__What is needed__
For this exercise, return exactly the lines of the material below that begin at the one with "configuration with hierarchical merging" and stop after the one with "struct denies them.".

═══

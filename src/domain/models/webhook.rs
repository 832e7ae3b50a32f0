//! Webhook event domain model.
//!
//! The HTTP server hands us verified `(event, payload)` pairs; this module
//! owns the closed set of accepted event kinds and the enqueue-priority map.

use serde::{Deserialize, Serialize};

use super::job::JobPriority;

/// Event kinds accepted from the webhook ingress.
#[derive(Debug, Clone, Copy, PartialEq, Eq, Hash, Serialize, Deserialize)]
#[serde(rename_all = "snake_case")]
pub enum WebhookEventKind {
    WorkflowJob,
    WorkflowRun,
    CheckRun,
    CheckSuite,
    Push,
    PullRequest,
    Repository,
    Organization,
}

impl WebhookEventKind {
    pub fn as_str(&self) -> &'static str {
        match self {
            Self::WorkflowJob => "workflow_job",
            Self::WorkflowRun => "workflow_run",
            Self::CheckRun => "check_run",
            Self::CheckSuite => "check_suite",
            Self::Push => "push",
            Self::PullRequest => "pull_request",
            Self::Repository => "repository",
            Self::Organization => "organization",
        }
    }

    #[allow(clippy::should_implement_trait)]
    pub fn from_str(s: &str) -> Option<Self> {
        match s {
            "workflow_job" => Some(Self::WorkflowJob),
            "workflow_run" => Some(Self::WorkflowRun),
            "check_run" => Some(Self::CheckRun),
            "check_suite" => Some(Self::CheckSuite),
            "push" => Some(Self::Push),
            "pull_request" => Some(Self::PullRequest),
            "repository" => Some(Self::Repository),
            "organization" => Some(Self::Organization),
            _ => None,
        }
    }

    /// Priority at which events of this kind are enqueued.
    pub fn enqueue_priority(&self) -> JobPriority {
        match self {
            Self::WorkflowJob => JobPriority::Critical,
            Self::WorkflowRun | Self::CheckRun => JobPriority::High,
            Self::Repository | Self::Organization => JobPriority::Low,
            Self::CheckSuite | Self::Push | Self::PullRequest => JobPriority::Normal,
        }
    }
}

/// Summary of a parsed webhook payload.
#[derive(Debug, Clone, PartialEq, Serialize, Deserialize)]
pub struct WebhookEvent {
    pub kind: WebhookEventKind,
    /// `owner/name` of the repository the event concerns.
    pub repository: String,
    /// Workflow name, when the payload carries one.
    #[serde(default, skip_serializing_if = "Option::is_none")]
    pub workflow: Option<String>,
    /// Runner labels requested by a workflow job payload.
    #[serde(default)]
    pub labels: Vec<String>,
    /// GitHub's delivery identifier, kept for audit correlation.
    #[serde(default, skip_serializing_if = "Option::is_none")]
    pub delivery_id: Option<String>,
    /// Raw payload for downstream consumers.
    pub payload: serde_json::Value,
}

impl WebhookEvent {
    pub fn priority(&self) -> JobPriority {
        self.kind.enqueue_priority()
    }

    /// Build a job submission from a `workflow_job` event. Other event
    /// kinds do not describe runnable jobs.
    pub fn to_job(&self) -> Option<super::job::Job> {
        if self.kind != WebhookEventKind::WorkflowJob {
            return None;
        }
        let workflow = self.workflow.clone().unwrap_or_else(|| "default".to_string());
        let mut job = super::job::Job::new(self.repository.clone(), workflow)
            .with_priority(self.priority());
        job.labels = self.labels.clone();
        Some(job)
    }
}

═══

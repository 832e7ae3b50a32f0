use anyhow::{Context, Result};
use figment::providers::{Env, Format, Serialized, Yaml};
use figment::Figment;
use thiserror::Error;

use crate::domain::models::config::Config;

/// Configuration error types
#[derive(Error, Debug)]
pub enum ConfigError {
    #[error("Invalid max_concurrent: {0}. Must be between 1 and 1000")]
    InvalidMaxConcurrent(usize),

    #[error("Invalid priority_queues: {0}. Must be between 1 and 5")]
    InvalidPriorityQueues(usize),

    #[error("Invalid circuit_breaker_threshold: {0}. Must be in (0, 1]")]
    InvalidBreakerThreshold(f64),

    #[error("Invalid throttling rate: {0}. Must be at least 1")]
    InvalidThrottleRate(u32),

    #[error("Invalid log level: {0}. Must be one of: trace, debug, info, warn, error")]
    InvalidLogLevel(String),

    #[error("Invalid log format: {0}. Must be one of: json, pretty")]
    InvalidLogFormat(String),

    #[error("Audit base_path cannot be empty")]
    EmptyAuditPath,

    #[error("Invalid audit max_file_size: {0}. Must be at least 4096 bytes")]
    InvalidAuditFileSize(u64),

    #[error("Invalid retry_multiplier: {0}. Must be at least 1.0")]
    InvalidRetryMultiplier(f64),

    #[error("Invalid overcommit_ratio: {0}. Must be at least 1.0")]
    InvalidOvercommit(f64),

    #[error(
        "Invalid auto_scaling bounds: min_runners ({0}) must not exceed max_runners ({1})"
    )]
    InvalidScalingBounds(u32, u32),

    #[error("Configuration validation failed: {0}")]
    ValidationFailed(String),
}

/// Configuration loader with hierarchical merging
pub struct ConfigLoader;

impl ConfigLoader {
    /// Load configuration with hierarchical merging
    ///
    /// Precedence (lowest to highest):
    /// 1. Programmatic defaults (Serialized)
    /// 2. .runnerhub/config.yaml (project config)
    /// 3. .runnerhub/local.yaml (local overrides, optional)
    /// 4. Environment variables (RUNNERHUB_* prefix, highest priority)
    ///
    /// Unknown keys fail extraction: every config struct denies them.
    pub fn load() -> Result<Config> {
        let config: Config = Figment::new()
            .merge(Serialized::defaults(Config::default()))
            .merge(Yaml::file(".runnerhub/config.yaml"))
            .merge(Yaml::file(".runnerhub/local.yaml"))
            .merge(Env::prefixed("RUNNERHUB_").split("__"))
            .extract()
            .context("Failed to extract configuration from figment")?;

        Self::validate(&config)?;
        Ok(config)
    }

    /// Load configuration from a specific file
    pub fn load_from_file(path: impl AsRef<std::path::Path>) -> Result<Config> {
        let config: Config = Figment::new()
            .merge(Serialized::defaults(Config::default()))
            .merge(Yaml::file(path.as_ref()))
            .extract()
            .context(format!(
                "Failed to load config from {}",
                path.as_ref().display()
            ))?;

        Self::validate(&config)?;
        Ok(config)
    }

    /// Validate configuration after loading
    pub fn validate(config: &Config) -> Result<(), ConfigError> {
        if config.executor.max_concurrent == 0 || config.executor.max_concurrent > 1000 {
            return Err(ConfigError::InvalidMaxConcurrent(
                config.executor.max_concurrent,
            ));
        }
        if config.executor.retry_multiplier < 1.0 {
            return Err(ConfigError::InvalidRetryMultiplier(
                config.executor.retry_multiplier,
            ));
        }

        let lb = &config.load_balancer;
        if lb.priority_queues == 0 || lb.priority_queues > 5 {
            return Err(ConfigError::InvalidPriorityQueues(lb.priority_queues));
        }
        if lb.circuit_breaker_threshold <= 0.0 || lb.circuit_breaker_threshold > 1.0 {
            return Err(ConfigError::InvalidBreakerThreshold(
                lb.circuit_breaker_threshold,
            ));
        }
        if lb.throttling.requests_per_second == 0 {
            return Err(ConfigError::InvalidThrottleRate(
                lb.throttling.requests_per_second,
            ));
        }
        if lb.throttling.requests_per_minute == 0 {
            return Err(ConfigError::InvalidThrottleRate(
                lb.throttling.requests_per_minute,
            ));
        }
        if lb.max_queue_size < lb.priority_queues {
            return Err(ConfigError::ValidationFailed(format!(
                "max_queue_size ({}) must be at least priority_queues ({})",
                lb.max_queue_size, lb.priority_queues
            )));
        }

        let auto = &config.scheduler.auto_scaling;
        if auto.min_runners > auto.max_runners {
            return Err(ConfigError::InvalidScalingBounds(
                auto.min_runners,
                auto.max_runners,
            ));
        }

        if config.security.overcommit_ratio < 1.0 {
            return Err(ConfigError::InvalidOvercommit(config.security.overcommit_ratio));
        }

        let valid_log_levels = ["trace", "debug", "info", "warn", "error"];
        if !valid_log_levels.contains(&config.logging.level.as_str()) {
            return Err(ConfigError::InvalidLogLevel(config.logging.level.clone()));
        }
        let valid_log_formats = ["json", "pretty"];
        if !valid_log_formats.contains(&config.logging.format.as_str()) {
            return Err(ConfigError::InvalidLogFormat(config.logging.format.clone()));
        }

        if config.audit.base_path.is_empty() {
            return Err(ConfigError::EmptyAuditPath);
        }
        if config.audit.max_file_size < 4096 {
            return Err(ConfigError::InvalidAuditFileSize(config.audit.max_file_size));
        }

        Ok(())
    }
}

═══

__Exercise response__
    /// Load configuration with hierarchical merging
    ///
    /// Precedence (lowest to highest):
    /// 1. Programmatic defaults (Serialized)
    /// 2. .runnerhub/config.yaml (project config)
    /// 3. .runnerhub/local.yaml (local overrides, optional)
    /// 4. Environment variables (RUNNERHUB_* prefix, highest priority)
    ///
    /// Unknown keys fail extraction: every config struct denies them.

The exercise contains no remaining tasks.